Using MLflow with Tune#

MLflow is an open source platform to manage the ML lifecycle, including experimentation, reproducibility, deployment, and a central model registry. It currently offers four components, including MLflow Tracking to record and query experiments, including code, data, config, and results.

Ray Tune currently offers two lightweight integrations for MLflow Tracking. One is the MLflowLoggerCallback, which automatically logs metrics reported to Tune to the MLflow Tracking API.

The other one is the setup_mlflow function, which can be used with the function API. It automatically initializes the MLflow API with Tune’s training information and creates a run for each Tune trial. Then within your training function, you can just use the MLflow like you would normally do, e.g. using mlflow.log_metrics() or even mlflow.autolog() to log to your training process.

Running an MLflow Example#

In the following example we’re going to use both of the above methods, namely the MLflowLoggerCallback and the setup_mlflow function to log metrics. Let’s start with a few crucial imports:

import os
import tempfile
import time

import mlflow

from ray import tune
from ray.air.integrations.mlflow import MLflowLoggerCallback, setup_mlflow

Next, let’s define an easy training function (a Tune Trainable) that iteratively computes steps and evaluates intermediate scores that we report to Tune.

def evaluation_fn(step, width, height):
    return (0.1 + width * step / 100) ** (-1) + height * 0.1


def train_function(config):
    width, height = config["width"], config["height"]

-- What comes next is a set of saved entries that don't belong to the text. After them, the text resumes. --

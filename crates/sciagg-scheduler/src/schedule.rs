//! Next-run computation for a fixed time of day.

use std::time::Duration;

use anyhow::{bail, Result};
use chrono::{DateTime, Days, Local, NaiveTime, TimeZone, Utc};
use sciagg_common::config::Settings;

#[derive(Debug, Clone, Copy, PartialEq, Eq)]
pub enum ScheduleZone {
    Local,
    Utc,
}

impl ScheduleZone {
    pub fn parse(value: &str) -> Result<Self> {
        match value.trim().to_ascii_lowercase().as_str() {
            "local" => Ok(ScheduleZone::Local),
            "utc"   => Ok(ScheduleZone::Utc),
            other   => bail!("unknown scheduler timezone '{other}' (expected 'local' or 'utc')"),
        }
    }
}

/// First instant strictly after `now` whose wall-clock time in `now`'s zone
/// is `at`.
///
/// A time skipped by a DST jump falls back to the same time one hour later;
/// a repeated time takes the earlier occurrence.
pub fn next_run<Tz: TimeZone>(now: &DateTime<Tz>, at: NaiveTime) -> DateTime<Tz> {
    let tz = now.timezone();
    let mut date = now.date_naive();
    loop {
        let wall = date.and_time(at);
        let candidate = tz
            .from_local_datetime(&wall)
            .earliest()
            .or_else(|| tz.from_local_datetime(&(wall + chrono::Duration::hours(1))).earliest());
        if let Some(candidate) = candidate {
            if candidate > *now {
                return candidate;
            }
        }
        date = match date.checked_add_days(Days::new(1)) {
            Some(next) => next,
            None => return now.clone(),
        };
    }
}

/// The configured daily run time.
#[derive(Debug, Clone, Copy, PartialEq, Eq)]
pub struct DailySchedule {
    pub at: NaiveTime,
    pub zone: ScheduleZone,
}

impl DailySchedule {
    pub fn new(at: NaiveTime, zone: ScheduleZone) -> Self {
        Self { at, zone }
    }

    pub fn from_settings(settings: &Settings) -> Result<Self> {
        Ok(Self {
            at: settings.schedule_time()?,
            zone: ScheduleZone::parse(&settings.scheduler.timezone)?,
        })
    }

    /// Next run after `now`, expressed in UTC.
    pub fn next_after(&self, now: DateTime<Utc>) -> DateTime<Utc> {
        match self.zone {
            ScheduleZone::Utc   => next_run(&now, self.at),
            ScheduleZone::Local => next_run(&now.with_timezone(&Local), self.at).with_timezone(&Utc),
        }
    }

    /// Time to wait from `now` until the next run.
    pub fn wait_from(&self, now: DateTime<Utc>) -> Duration {
        (self.next_after(now) - now).to_std().unwrap_or(Duration::ZERO)
    }
}

#[cfg(test)]
mod tests {
    use chrono::FixedOffset;

    use super::*;

    fn hm(h: u32, m: u32) -> NaiveTime {
        NaiveTime::from_hms_opt(h, m, 0).unwrap()
    }

    #[test]
    fn test_later_today() {
        let now = Utc.with_ymd_and_hms(2026, 3, 10, 6, 30, 0).unwrap();
        let next = next_run(&now, hm(8, 0));
        assert_eq!(next, Utc.with_ymd_and_hms(2026, 3, 10, 8, 0, 0).unwrap());
    }

    #[test]
    fn test_already_passed_rolls_to_tomorrow() {
        let now = Utc.with_ymd_and_hms(2026, 3, 10, 9, 0, 0).unwrap();
        assert_eq!(next_run(&now, hm(8, 0)), Utc.with_ymd_and_hms(2026, 3, 11, 8, 0, 0).unwrap());
    }

    #[test]
    fn test_exactly_now_is_not_due_again() {
        let now = Utc.with_ymd_and_hms(2026, 3, 10, 8, 0, 0).unwrap();
        assert_eq!(next_run(&now, hm(8, 0)), Utc.with_ymd_and_hms(2026, 3, 11, 8, 0, 0).unwrap());
    }

    #[test]
    fn test_month_and_year_boundaries() {
        let now = Utc.with_ymd_and_hms(2026, 12, 31, 23, 30, 0).unwrap();
        assert_eq!(next_run(&now, hm(8, 0)), Utc.with_ymd_and_hms(2027, 1, 1, 8, 0, 0).unwrap());
    }

    #[test]
    fn test_fixed_offset_wall_clock() {
        let tz = FixedOffset::east_opt(2 * 3600).unwrap();
        // 07:00 at +02:00 is 05:00 UTC.
        let now = tz.with_ymd_and_hms(2026, 5, 1, 7, 0, 0).unwrap();
        let next = next_run(&now, hm(8, 0));
        assert_eq!(next.with_timezone(&Utc), Utc.with_ymd_and_hms(2026, 5, 1, 6, 0, 0).unwrap());
    }

    #[test]
    fn test_utc_schedule_wait() {
        let schedule = DailySchedule::new(hm(8, 0), ScheduleZone::Utc);
        let now = Utc.with_ymd_and_hms(2026, 3, 10, 7, 59, 0).unwrap();
        assert_eq!(schedule.wait_from(now), Duration::from_secs(60));
    }

    #[test]
    fn test_local_schedule_is_within_a_day() {
        let schedule = DailySchedule::new(hm(8, 0), ScheduleZone::Local);
        let now = Utc::now();
        let next = schedule.next_after(now);
        assert!(next > now);
        assert!(next - now <= chrono::Duration::hours(25));
    }

    #[test]
    fn test_from_settings() {
        let mut settings = Settings::default();
        settings.scheduler.time = "21:15".into();
        settings.scheduler.timezone = "UTC".into();
        let schedule = DailySchedule::from_settings(&settings).unwrap();
        assert_eq!(schedule, DailySchedule::new(hm(21, 15), ScheduleZone::Utc));

        settings.scheduler.timezone = "Europe/Madrid".into();
        assert!(DailySchedule::from_settings(&settings).is_err());

        settings.scheduler.timezone = "local".into();
        settings.scheduler.time = "8am".into();
        assert!(DailySchedule::from_settings(&settings).is_err());
    }
}
//! bioRxiv / medRxiv preprint client.
//!
//! The `details` endpoint lists every preprint posted in a date interval, 100
//! per page, with no server-side search. Topics are matched client side.

use std::collections::HashMap;

use async_trait::async_trait;
use sciagg_common::config::SourceKeys;
use sciagg_common::text::collapse_whitespace;
use sciagg_common::{Article, Source};
use serde_json::Value;
use tracing::{debug, instrument, warn};

use super::{parse_iso_date, ArticleSource, HarvestQuery};
use crate::error::Result;
use crate::http::HttpClient;

/// Upper bound on pages walked per search.
const MAX_PAGES: usize = 20;

/// Topic (lowercase) → server categories it should match.
const CATEGORY_MAP: &[(&str, &[&str])] = &[
    ("bioinformatics",             &["bioinformatics", "computational biology", "systems biology"]),
    ("computational biology",      &["bioinformatics", "computational biology", "systems biology"]),
    ("programming biology",        &["bioinformatics", "computational biology"]),
    ("biological data analysis",   &["bioinformatics", "systems biology"]),
    ("plant-microbe interactions", &["plant biology", "microbiology", "ecology"]),
    ("plant microorganism",        &["plant biology", "microbiology", "ecology"]),
    ("scientific education",       &["scientific communication and education"]),
    ("science education",          &["scientific communication and education"]),
    ("science communication",      &["scientific communication and education"]),
];

pub struct PreprintClient {
    http: HttpClient,
    base_url: String,
    server: Source,
}

impl PreprintClient {
    /// `server` must be [`Source::Biorxiv`] or [`Source::Medrxiv`].
    pub fn new(server: Source, keys: &SourceKeys) -> Result<Self> {
        Ok(Self {
            http: HttpClient::new(server, keys.rate_limit)?,
            base_url: keys.base_url.trim_end_matches('/').to_string(),
            server,
        })
    }

    pub fn with_base_url(mut self, base_url: impl Into<String>) -> Self {
        self.base_url = base_url.into().trim_end_matches('/').to_string();
        self
    }
}

#[async_trait]
impl ArticleSource for PreprintClient {
    fn source(&self) -> Source {
        self.server
    }

    #[instrument(skip(self), fields(server = %self.server))]
    async fn search(&self, query: &HarvestQuery) -> Result<Vec<Article>> {
        let (from, to) = query.date_window();
        let topics: Vec<String> = query
            .topics
            .iter()
            .map(|t| t.trim().to_lowercase())
            .filter(|t| !t.is_empty())
            .collect();

        let mut articles: Vec<Article> = Vec::new();
        let mut by_doi: HashMap<String, usize> = HashMap::new();
        let mut cursor = 0usize;

        for page in 0..MAX_PAGES {
            let url = format!(
                "{}/details/{}/{}/{}/{}",
                self.base_url,
                self.server.as_str(),
                from.format("%Y-%m-%d"),
                to.format("%Y-%m-%d"),
                cursor,
            );
            let body = self.http.get_json(&url, &[]).await?;
            let collection = body["collection"].as_array().cloned().unwrap_or_default();
            if collection.is_empty() {
                break;
            }

            for item in collection.iter().filter(|item| matches_topics(item, &topics)) {
                let Some(article) = item_to_article(item, self.server) else { continue };
                // The same DOI is listed once per version; keep the latest.
                match by_doi.get(&article.external_id) {
                    Some(&idx) => articles[idx] = article,
                    None => {
                        by_doi.insert(article.external_id.clone(), articles.len());
                        articles.push(article);
                    }
                }
            }

            cursor += collection.len();
            let total = total_count(&body).unwrap_or(cursor);
            debug!(page, cursor, total, matched = articles.len(), "Preprint page fetched");
            if articles.len() >= query.max_results || cursor >= total {
                break;
            }
        }

        articles.truncate(query.max_results);
        Ok(articles)
    }
}

fn total_count(body: &Value) -> Option<usize> {
    let total = &body["messages"][0]["total"];
    total
        .as_u64()
        .map(|n| n as usize)
        .or_else(|| total.as_str().and_then(|s| s.trim().parse().ok()))
}

fn category_matches(topic: &str, category: &str) -> bool {
    CATEGORY_MAP
        .iter()
        .find(|(name, _)| *name == topic)
        .is_some_and(|(_, cats)| cats.iter().any(|c| category.contains(c)))
}

/// Client-side topic filter. `topics` must already be lowercase; an empty
/// list accepts everything.
pub fn matches_topics(item: &Value, topics: &[String]) -> bool {
    if topics.is_empty() {
        return true;
    }
    let title = item["title"].as_str().unwrap_or_default().to_lowercase();
    let abstract_text = item["abstract"].as_str().unwrap_or_default().to_lowercase();
    let category = item["category"].as_str().unwrap_or_default().to_lowercase();

    topics.iter().any(|topic| {
        title.contains(topic.as_str())
            || abstract_text.contains(topic.as_str())
            || category.contains(topic.as_str())
            || category_matches(topic, &category)
    })
}

// ── Conversion ───────────────────────────────────────────────────────────────

pub fn item_to_article(item: &Value, server: Source) -> Option<Article> {
    let doi = item["doi"].as_str().map(str::trim).filter(|d| !d.is_empty())?;
    let title = collapse_whitespace(item["title"].as_str().unwrap_or_default());
    if title.is_empty() {
        warn!(doi, "Skipping preprint with empty title");
        return None;
    }

    let mut article = Article::new(server, doi, title);
    article.doi = Some(doi.to_string());
    article.url = format!("https://www.{}.org/content/{doi}", server.as_str());
    article.abstract_text = collapse_whitespace(item["abstract"].as_str().unwrap_or_default());
    // "Last, F.; Other, A.": commas belong to the names.
    article.authors = item["authors"]
        .as_str()
        .unwrap_or_default()
        .split(';')
        .map(str::trim)
        .filter(|a| !a.is_empty())
        .map(String::from)
        .collect();
    if let Some(inst) = item["author_corresponding_institution"]
        .as_str()
        .map(str::trim)
        .filter(|s| !s.is_empty())
    {
        article.institutions.push(inst.to_string());
    }
    article.publication_date = item["date"].as_str().and_then(parse_iso_date);
    if let Some(category) = item["category"].as_str().map(str::trim).filter(|s| !s.is_empty()) {
        article.topics.push(category.to_string());
    }
    Some(article)
}

#[cfg(test)]
mod tests {
    use super::*;
    use chrono::NaiveDate;
    use serde_json::json;

    fn item() -> Value {
        json!({
            "doi": "10.1101/2024.01.02.573900",
            "title": "Root  microbiome assembly",
            "authors": "Darwin, C.; Wallace, A. R.;",
            "author_corresponding_institution": "Down House",
            "date": "2024-01-03",
            "version": "1",
            "category": "plant biology",
            "abstract": "We follow colonisation of roots."
        })
    }

    #[test]
    fn test_item_to_article() {
        let a = item_to_article(&item(), Source::Biorxiv).unwrap();
        assert_eq!(a.id, "biorxiv:10.1101/2024.01.02.573900");
        assert_eq!(a.url, "https://www.biorxiv.org/content/10.1101/2024.01.02.573900");
        assert_eq!(a.title, "Root microbiome assembly");
        assert_eq!(a.authors, vec!["Darwin, C.", "Wallace, A. R."]);
        assert_eq!(a.institutions, vec!["Down House"]);
        assert_eq!(a.topics, vec!["plant biology"]);
        assert_eq!(a.publication_date, NaiveDate::from_ymd_opt(2024, 1, 3));
    }

    #[test]
    fn test_topic_filter_uses_category_map() {
        let it = item();
        assert!(matches_topics(&it, &[]));
        assert!(matches_topics(&it, &["plant-microbe interactions".to_string()]));
        assert!(matches_topics(&it, &["colonisation".to_string()]));
        assert!(!matches_topics(&it, &["bioinformatics".to_string()]));
    }

    #[test]
    fn test_total_count_accepts_string() {
        assert_eq!(total_count(&json!({"messages": [{"total": "250"}]})), Some(250));
        assert_eq!(total_count(&json!({"messages": [{"total": 7}]})), Some(7));
        assert_eq!(total_count(&json!({})), None);
    }
}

    for step in range(config.get("steps", 100)):
        # Iterative training function - can be any arbitrary training procedure
        intermediate_score = evaluation_fn(step, width, height)
        # Feed the score back to Tune.
        tune.report({"iterations": step, "mean_loss": intermediate_score})
        time.sleep(0.1)

Given an MLFlow tracking URI, you can now simply use the MLflowLoggerCallback as a callback argument to your RunConfig():

def tune_with_callback(mlflow_tracking_uri, finish_fast=False):
    tuner = tune.Tuner(
        train_function,
        tune_config=tune.TuneConfig(num_samples=5),
        run_config=tune.RunConfig(
            name="mlflow",
            callbacks=[
                MLflowLoggerCallback(
                    tracking_uri=mlflow_tracking_uri,
                    experiment_name="mlflow_callback_example",
                    save_artifact=True,
                )
            ],
        ),
        param_space={
            "width": tune.randint(10, 100),
            "height": tune.randint(0, 100),
            "steps": 5 if finish_fast else 100,
        },
    )
    results = tuner.fit()

To use the setup_mlflow utility, you simply call this function in your training function. Note that we also use mlflow.log_metrics(...) to log metrics to MLflow. Otherwise, this version of our training function is identical to its original.

def train_function_mlflow(config):
    tracking_uri = config.pop("tracking_uri", None)
    setup_mlflow(
        config,
        experiment_name="setup_mlflow_example",
        tracking_uri=tracking_uri,
    )

    # Hyperparameters
    width, height = config["width"], config["height"]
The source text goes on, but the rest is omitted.